# Houghton Grange - January to March 2016



## jsp77 (Mar 23, 2016)

I have visited this site a few times between January through to March a few times solo and once with my girlfriend, i have seen how things have changed over the few visits, in the 3 months more and more has been vandalised. Luckily for me each time i went back i got to see more as other areas became accessible. The first trip saw me almost giving up, just as i entered the site i bangged my head on the way in, i received a cut just above my eye with blood oozing out. A few minutes passed and it had stopped bleeding, so off i went. I was amazed at just how big the site was.

The Houghton Poultry Research Station at Houghton, Cambridgeshire was established in 1948. Houghton became the Institute for Animal Health, being funded by BBSRC. Houghton closed in 1992.

On with the photos.

First i ventured into the block to the left of the house, being careful to stay out of the cameras view.

























I then headed to Lab X, i felt a funny feeling inside here, all the perspex windows were concaved, as if there was a vacuum inside the lab, it felt like nothing was to escape. There were 3 doors that you had to go through before you got inside the individual lab, with a shower in between and various gauges, timers and air locks. Also lots of vents/filters and ducting above.













This shows the double secure doors with shower in between.




After that i had a wander around the main site exploring some of the other labs.










I came across a lab that had recently become accessible and was surprised at how clean it was, it even smelt like it had just been freshly cleaned.







My girlfriend found this dated 11/2/91 some sort of experiment was carried out on 36 x 25day old animals.







Even had the soap, paper towels and bin bag.




A few other labs.










This site is to the left of the main site.

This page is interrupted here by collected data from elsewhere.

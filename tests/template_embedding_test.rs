use static_sv::error::AppError;
use static_sv::fs::DirEntryInfo;
use static_sv::templates::TemplateEngine;
use std::collections::HashMap;

/// Templates are compiled in and render without filesystem access.
#[test]
fn test_embedded_templates_functionality() {
    let engine = TemplateEngine::new();

    let mut variables = HashMap::new();
    variables.insert("TITLE", "/test/path".to_string());
    variables.insert("STYLES", "body{}".to_string());
    variables.insert("BREADCRUMBS", "<a href=\"/\">root</a>".to_string());
    variables.insert("ENTRY_COUNT", "5".to_string());
    variables.insert("ENTRIES", "<tr><td>test file</td></tr>".to_string());

    let html = engine.render("directory/index.html", &variables).unwrap();
    assert!(html.contains("Index of /test/path"));
    assert!(html.contains("test file"));
    assert!(html.contains("5 entries"));
    assert!(!html.contains("{{"), "every placeholder should be filled");
}

#[test]
fn test_embedded_stylesheet_is_available() {
    let engine = TemplateEngine::new();
    let css = engine.get("directory/styles.css").unwrap();
    assert!(css.contains(".breadcrumbs"));
    assert!(css.contains("tr.unavailable"));
}

#[test]
fn test_missing_template_is_an_error() {
    let engine = TemplateEngine::new();
    let err = engine.render("nope.html", &HashMap::new()).unwrap_err();
    assert!(matches!(err, AppError::Template(_)));
    assert_eq!(err.status_code(), 500);
}

#[test]
fn test_listing_is_self_contained() {
    let entries = vec![DirEntryInfo::File {
        name: "report.pdf".to_string(),
        size: 1_048_576,
        created: None,
    }];
    let html = TemplateEngine::new()
        .render_directory_listing("", "", &entries)
        .unwrap();

    assert!(html.contains("<style>"));
    assert!(html.contains(".breadcrumbs"));
    assert!(!html.contains("<link"));
    assert!(!html.contains("<script"));
    assert!(html.contains("1.00 M"));
    assert!(html.contains(r#"<a href="/report.pdf">report.pdf</a>"#));
    assert!(html.contains(r#"<td class="date">-</td>"#));
}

A short walk across the field was another site, this was more run down.










Finally the rear of the main house.




thanks for looking.


----------



## degenerate (Mar 24, 2016)

Great shots for a depressing sounding place.


----------



## krela (Mar 24, 2016)

Great report of an unpleasant place. Thanks.


----------



## Mikeymutt (Mar 24, 2016)

You got some great shots from here mate.nice to see you got in the side labs.the decay in here is lovely.


----------



## flyboys90 (Mar 24, 2016)

First class shots, but I shiver at the thought of it,s past history.


----------



## jsp77 (Mar 24, 2016)

Thanks Mikey, thought I was going to be busted in the side lab, heard voices and I hid behind a door not knowing what to expect, lol it turned out to be a few kids.


----------



## jsp77 (Mar 24, 2016)

flyboys90 said:


> First class shots, but I shiver at the thought of it,s past history.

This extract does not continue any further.